Edit: Please note: This is not a duplicate of another question I asked earlier (Finding joint density of dependent variables). The difference being that in the other question, $x$ and $y$ are correlated and hence their distributions are not independent -- i.e. $f_{X,Y}\neq f_Xf_Y$. Here, I am assuming that the two variables are independently distributed, but that the probability that I want to compute (i.e. the upper bounds of the interval) is a function of the other variable $a=u(Y), \ \ b=v(X)$.

I'm new to the site so please accept my apologies for asking anything to obvious.

I've got two independent continuous random variables $X$ and $Y$ with pdf's $f_X$ and $f_Y$, such that the joint density function is given by $f_{X,Y}$ and the joint cdf by $F_{X,Y}$.

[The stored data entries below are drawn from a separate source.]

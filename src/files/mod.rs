//! # Archivos Estáticos
//! src/files/mod.rs
//!
//! Este módulo resuelve paths HTTP a archivos del directorio raíz y
//! construye la respuesta completa: content type por extensión, headers
//! de audio (rangos + cache), respuestas parciales 206 para el seek del
//! reproductor y soporte HEAD.
//!
//! ## Arquitectura
//!
//! ```text
//! Request → StaticFiles::serve → Response
//! ```
//!
//! La resolución de paths rechaza cualquier componente `..` (403) y
//! mapea los paths de directorio a su `index.html`.

use crate::http::{ByteRange, Method, Request, Response, StatusCode};
use std::path::{Path, PathBuf};

/// Valor fijo de cache para los archivos de audio (una hora)
const AUDIO_CACHE_CONTROL: &str = "public, max-age=3600";

/// Servidor de archivos estáticos relativo a un directorio raíz
pub struct StaticFiles {
    /// Directorio raíz del que se sirven los archivos
    root: PathBuf,
}

impl StaticFiles {
    /// Crea un servidor de archivos sobre el directorio indicado
    pub fn new(root: impl Into<PathBuf>) -> Self {
        Self { root: root.into() }
    }

    /// Obtiene el directorio raíz
    pub fn root(&self) -> &Path {
        &self.root
    }

    /// Atiende un request y produce la respuesta completa
    ///
    /// Nunca entra en pánico: cualquier problema se traduce en una
    /// respuesta de error (403/404/416/500).
    pub fn serve(&self, request: &Request) -> Response {
        let full_path = match self.resolve(request.path()) {
            Ok(path) => path,
            Err(response) => return response,
        };

        let data = match std::fs::read(&full_path) {
            Ok(data) => data,
            Err(e) if e.kind() == std::io::ErrorKind::NotFound => {
                return Response::error(
                    StatusCode::NotFound,
                    &format!("File not found: {}", request.path()),
                );
            }
            Err(e) => {
                return Response::error(
                    StatusCode::InternalServerError,
                    &format!("Failed to read file: {}", e),
                );
            }
        };

        let ctype = content_type(&full_path);
        let total = data.len() as u64;

        // Range request: los navegadores lo usan para el seek de audio
        let requested_range = request.header("Range").and_then(ByteRange::parse);

        let mut response = match requested_range {
            Some(range) => match range.resolve(total) {
                Some((first, last)) => {
                    let chunk = data[first as usize..=last as usize].to_vec();
                    Response::new(StatusCode::PartialContent)
                        .with_header("Content-Type", ctype)
                        .with_header(
                            "Content-Range",
                            &format!("bytes {}-{}/{}", first, last, total),
                        )
                        .with_body_bytes(chunk)
                }
                None => {
                    // El rango cae fuera del archivo
                    Response::error(
                        StatusCode::RangeNotSatisfiable,
                        &format!("Range not satisfiable for {} bytes", total),
                    )
                    .with_header("Content-Range", &format!("bytes */{}", total))
                }
            },
            // Sin header Range (o con uno ilegible): archivo completo
            None => Response::new(StatusCode::Ok)
                .with_header("Content-Type", ctype)
                .with_body_bytes(data),
        };

        // Los archivos de audio anuncian soporte de rangos y una hora de
        // cache, sobreescribiendo lo que el tipo por defecto diría
        if is_audio(&full_path) && response.status().is_success() {
            response.add_header("Accept-Ranges", "bytes");
            response.add_header("Cache-Control", AUDIO_CACHE_CONTROL);
        }

        // HEAD: mismos headers, sin body
        if request.method() == Method::HEAD {
            response = response.head_only();
        }

        response
    }

    /// Resuelve un path HTTP a un archivo dentro del directorio raíz
    ///
    /// - Rechaza componentes `..` con 403
    /// - Mapea directorios a su `index.html`
    fn resolve(&self, raw_path: &str) -> Result<PathBuf, Response> {
        let mut resolved = self.root.clone();

        for component in raw_path.split('/') {
            if component.is_empty() || component == "." {
                continue;
            }
            if component == ".." {
                return Err(Response::error(
                    StatusCode::Forbidden,
                    &format!("Path not allowed: {}", raw_path),
                ));
            }
            resolved.push(component);
        }

        if resolved.is_dir() {
            resolved.push("index.html");
        }

        if !resolved.is_file() {
            return Err(Response::error(
                StatusCode::NotFound,
                &format!("File not found: {}", raw_path),
            ));
        }

        Ok(resolved)
    }
}

/// Determina el content type según la extensión del archivo
///
/// Los tipos de audio son los que el reproductor necesita; el resto son
/// los de una web app típica (HTML, JS, imágenes, manifiesto PWA).
///
/// # Ejemplo
/// ```
/// use meditation_server::files::content_type;
/// use std::path::Path;
///
/// assert_eq!(content_type(Path::new("sounds/rain.mp3")), "audio/mpeg");
/// assert_eq!(content_type(Path::new("meditation.html")), "text/html; charset=utf-8");
/// ```
pub fn content_type(path: &Path) -> &'static str {
    let extension = path
        .extension()
        .and_then(|e| e.to_str())
        .map(|e| e.to_ascii_lowercase());

    match extension.as_deref() {
        Some("mp3") => "audio/mpeg",
        Some("m4a") => "audio/mp4",
        Some("ogg") => "audio/ogg",
        Some("wav") => "audio/wav",
        Some("html") | Some("htm") => "text/html; charset=utf-8",
        Some("css") => "text/css; charset=utf-8",
        Some("js") => "application/javascript; charset=utf-8",
        Some("json") => "application/json",
        Some("webmanifest") => "application/manifest+json",
        Some("png") => "image/png",
        Some("jpg") | Some("jpeg") => "image/jpeg",
        Some("gif") => "image/gif",
        Some("svg") => "image/svg+xml",
        Some("ico") => "image/x-icon",
        Some("txt") => "text/plain; charset=utf-8",
        _ => "application/octet-stream",
    }
}

/// Verifica si el archivo es una pista de audio del reproductor
pub fn is_audio(path: &Path) -> bool {
    matches!(
        content_type(path),
        "audio/mpeg" | "audio/mp4" | "audio/ogg" | "audio/wav"
    )
}

#[cfg(test)]
mod tests {
    use super::*;
    use std::fs;
    use tempfile::TempDir;

    /// Helper: directorio temporal con los archivos del reproductor
    fn fixture_dir() -> TempDir {
        let dir = tempfile::tempdir().expect("tempdir");
        fs::write(dir.path().join("index.html"), "<h1>Meditation</h1>").unwrap();
        fs::write(dir.path().join("meditation.html"), "<h1>Player</h1>").unwrap();

        // Pista de audio de 500 bytes con contenido reconocible
        let track: Vec<u8> = (0..500u32).map(|i| (i % 256) as u8).collect();
        fs::write(dir.path().join("track.mp3"), &track).unwrap();
        fs::write(dir.path().join("track.m4a"), b"m4a data").unwrap();
        fs::write(dir.path().join("track.ogg"), b"ogg data").unwrap();

        fs::create_dir(dir.path().join("public")).unwrap();
        fs::write(dir.path().join("public/install-app.html"), "<h1>Install</h1>").unwrap();

        dir
    }

    fn get(path: &str) -> Request {
        let raw = format!("GET {} HTTP/1.1\r\n\r\n", path);
        Request::parse(raw.as_bytes()).unwrap()
    }

    fn get_with_range(path: &str, range: &str) -> Request {
        let raw = format!("GET {} HTTP/1.1\r\nRange: {}\r\n\r\n", path, range);
        Request::parse(raw.as_bytes()).unwrap()
    }

    // ==================== Content types ====================

    #[test]
    fn test_content_type_audio() {
        assert_eq!(content_type(Path::new("a.mp3")), "audio/mpeg");
        assert_eq!(content_type(Path::new("a.m4a")), "audio/mp4");
        assert_eq!(content_type(Path::new("a.ogg")), "audio/ogg");
    }

    #[test]
    fn test_content_type_case_insensitive() {
        assert_eq!(content_type(Path::new("a.MP3")), "audio/mpeg");
    }

    #[test]
    fn test_content_type_web() {
        assert_eq!(content_type(Path::new("a.html")), "text/html; charset=utf-8");
        assert_eq!(content_type(Path::new("a.js")), "application/javascript; charset=utf-8");
        assert_eq!(content_type(Path::new("a.webmanifest")), "application/manifest+json");
    }

    #[test]
    fn test_content_type_unknown() {
        assert_eq!(content_type(Path::new("a.xyz")), "application/octet-stream");
        assert_eq!(content_type(Path::new("sin_extension")), "application/octet-stream");
    }

    #[test]
    fn test_is_audio() {
        assert!(is_audio(Path::new("a.mp3")));
        assert!(is_audio(Path::new("a.ogg")));
        assert!(!is_audio(Path::new("a.html")));
        assert!(!is_audio(Path::new("a.png")));
    }

    // ==================== Serve ====================

    #[test]
    fn test_serve_html_file() {
        let dir = fixture_dir();
        let files = StaticFiles::new(dir.path());

        let response = files.serve(&get("/meditation.html"));

        assert_eq!(response.status(), StatusCode::Ok);
        assert_eq!(
            response.headers().get("Content-Type"),
            Some(&"text/html; charset=utf-8".to_string())
        );
        assert_eq!(response.body(), b"<h1>Player</h1>");
    }

    #[test]
    fn test_serve_mp3_headers() {
        let dir = fixture_dir();
        let files = StaticFiles::new(dir.path());

        let response = files.serve(&get("/track.mp3"));

        assert_eq!(response.status(), StatusCode::Ok);
        assert_eq!(response.headers().get("Content-Type"), Some(&"audio/mpeg".to_string()));
        assert_eq!(response.headers().get("Accept-Ranges"), Some(&"bytes".to_string()));
        assert_eq!(
            response.headers().get("Cache-Control"),
            Some(&"public, max-age=3600".to_string())
        );
    }

    #[test]
    fn test_serve_m4a_and_ogg_content_types() {
        let dir = fixture_dir();
        let files = StaticFiles::new(dir.path());

        let response = files.serve(&get("/track.m4a"));
        assert_eq!(response.headers().get("Content-Type"), Some(&"audio/mp4".to_string()));

        let response = files.serve(&get("/track.ogg"));
        assert_eq!(response.headers().get("Content-Type"), Some(&"audio/ogg".to_string()));
    }

    #[test]
    fn test_serve_html_has_no_audio_headers() {
        let dir = fixture_dir();
        let files = StaticFiles::new(dir.path());

        let response = files.serve(&get("/meditation.html"));

        assert!(response.headers().get("Accept-Ranges").is_none());
        assert!(response.headers().get("Cache-Control").is_none());
    }

    #[test]
    fn test_serve_directory_index() {
        let dir = fixture_dir();
        let files = StaticFiles::new(dir.path());

        let response = files.serve(&get("/"));

        assert_eq!(response.status(), StatusCode::Ok);
        assert_eq!(response.body(), b"<h1>Meditation</h1>");
    }

    #[test]
    fn test_serve_subdirectory_file() {
        let dir = fixture_dir();
        let files = StaticFiles::new(dir.path());

        let response = files.serve(&get("/public/install-app.html"));

        assert_eq!(response.status(), StatusCode::Ok);
        assert_eq!(response.body(), b"<h1>Install</h1>");
    }

    #[test]
    fn test_serve_not_found() {
        let dir = fixture_dir();
        let files = StaticFiles::new(dir.path());

        let response = files.serve(&get("/no-existe.html"));

        assert_eq!(response.status(), StatusCode::NotFound);
    }

    #[test]
    fn test_serve_rejects_traversal() {
        let dir = fixture_dir();
        let files = StaticFiles::new(dir.path());

        let response = files.serve(&get("/../secreto.txt"));
        assert_eq!(response.status(), StatusCode::Forbidden);

        let response = files.serve(&get("/public/../../secreto.txt"));
        assert_eq!(response.status(), StatusCode::Forbidden);
    }

    // ==================== Range requests ====================

    #[test]
    fn test_serve_range_exact() {
        let dir = fixture_dir();
        let files = StaticFiles::new(dir.path());

        let response = files.serve(&get_with_range("/track.mp3", "bytes=100-199"));

        assert_eq!(response.status(), StatusCode::PartialContent);
        assert_eq!(
            response.headers().get("Content-Range"),
            Some(&"bytes 100-199/500".to_string())
        );
        assert_eq!(response.headers().get("Content-Length"), Some(&"100".to_string()));

        // Exactamente los bytes 100..=199 de la pista
        let expected: Vec<u8> = (100..200u32).map(|i| (i % 256) as u8).collect();
        assert_eq!(response.body(), &expected[..]);
    }

    #[test]
    fn test_serve_range_open_ended() {
        let dir = fixture_dir();
        let files = StaticFiles::new(dir.path());

        let response = files.serve(&get_with_range("/track.mp3", "bytes=450-"));

        assert_eq!(response.status(), StatusCode::PartialContent);
        assert_eq!(
            response.headers().get("Content-Range"),
            Some(&"bytes 450-499/500".to_string())
        );
        assert_eq!(response.body().len(), 50);
    }

    #[test]
    fn test_serve_range_unsatisfiable() {
        let dir = fixture_dir();
        let files = StaticFiles::new(dir.path());

        let response = files.serve(&get_with_range("/track.mp3", "bytes=900-999"));

        assert_eq!(response.status(), StatusCode::RangeNotSatisfiable);
        assert_eq!(
            response.headers().get("Content-Range"),
            Some(&"bytes */500".to_string())
        );
    }

    #[test]
    fn test_serve_malformed_range_falls_back_to_full() {
        let dir = fixture_dir();
        let files = StaticFiles::new(dir.path());

        let response = files.serve(&get_with_range("/track.mp3", "bytes=abc"));

        assert_eq!(response.status(), StatusCode::Ok);
        assert_eq!(response.body().len(), 500);
    }

    // ==================== HEAD ====================

    #[test]
    fn test_serve_head_no_body_same_headers() {
        let dir = fixture_dir();
        let files = StaticFiles::new(dir.path());

        let raw = b"HEAD /track.mp3 HTTP/1.1\r\n\r\n";
        let request = Request::parse(raw).unwrap();
        let response = files.serve(&request);

        assert_eq!(response.status(), StatusCode::Ok);
        assert!(response.body().is_empty());
        assert_eq!(response.headers().get("Content-Length"), Some(&"500".to_string()));
        assert_eq!(response.headers().get("Content-Type"), Some(&"audio/mpeg".to_string()));
        assert_eq!(response.headers().get("Accept-Ranges"), Some(&"bytes".to_string()));
    }
}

I am looking for the joint probability $Prob(X \leq a,Y \geq b)$, where each variables' cut-off point is a function of the other variable, i.e. $a=u(Y)$ and $b=v(X)$. Essentially I need to integrate where the interval is dependent on the random variables:

$$\int^a\int_b f_{X,Y}(x,y)\,dy\,dx$$

Graphically, I am looking for the blue area:

enter image description here

which (I believe) should come down to $F_{X,Y} (a,y)-F_{X,Y} (a,b)$, but $a$ and $b$ depend on $X$ and $Y$, respectively.

Is there a way to find an analytical solution to this problem? Many thanks in advance even for a small hint. Much appreciated!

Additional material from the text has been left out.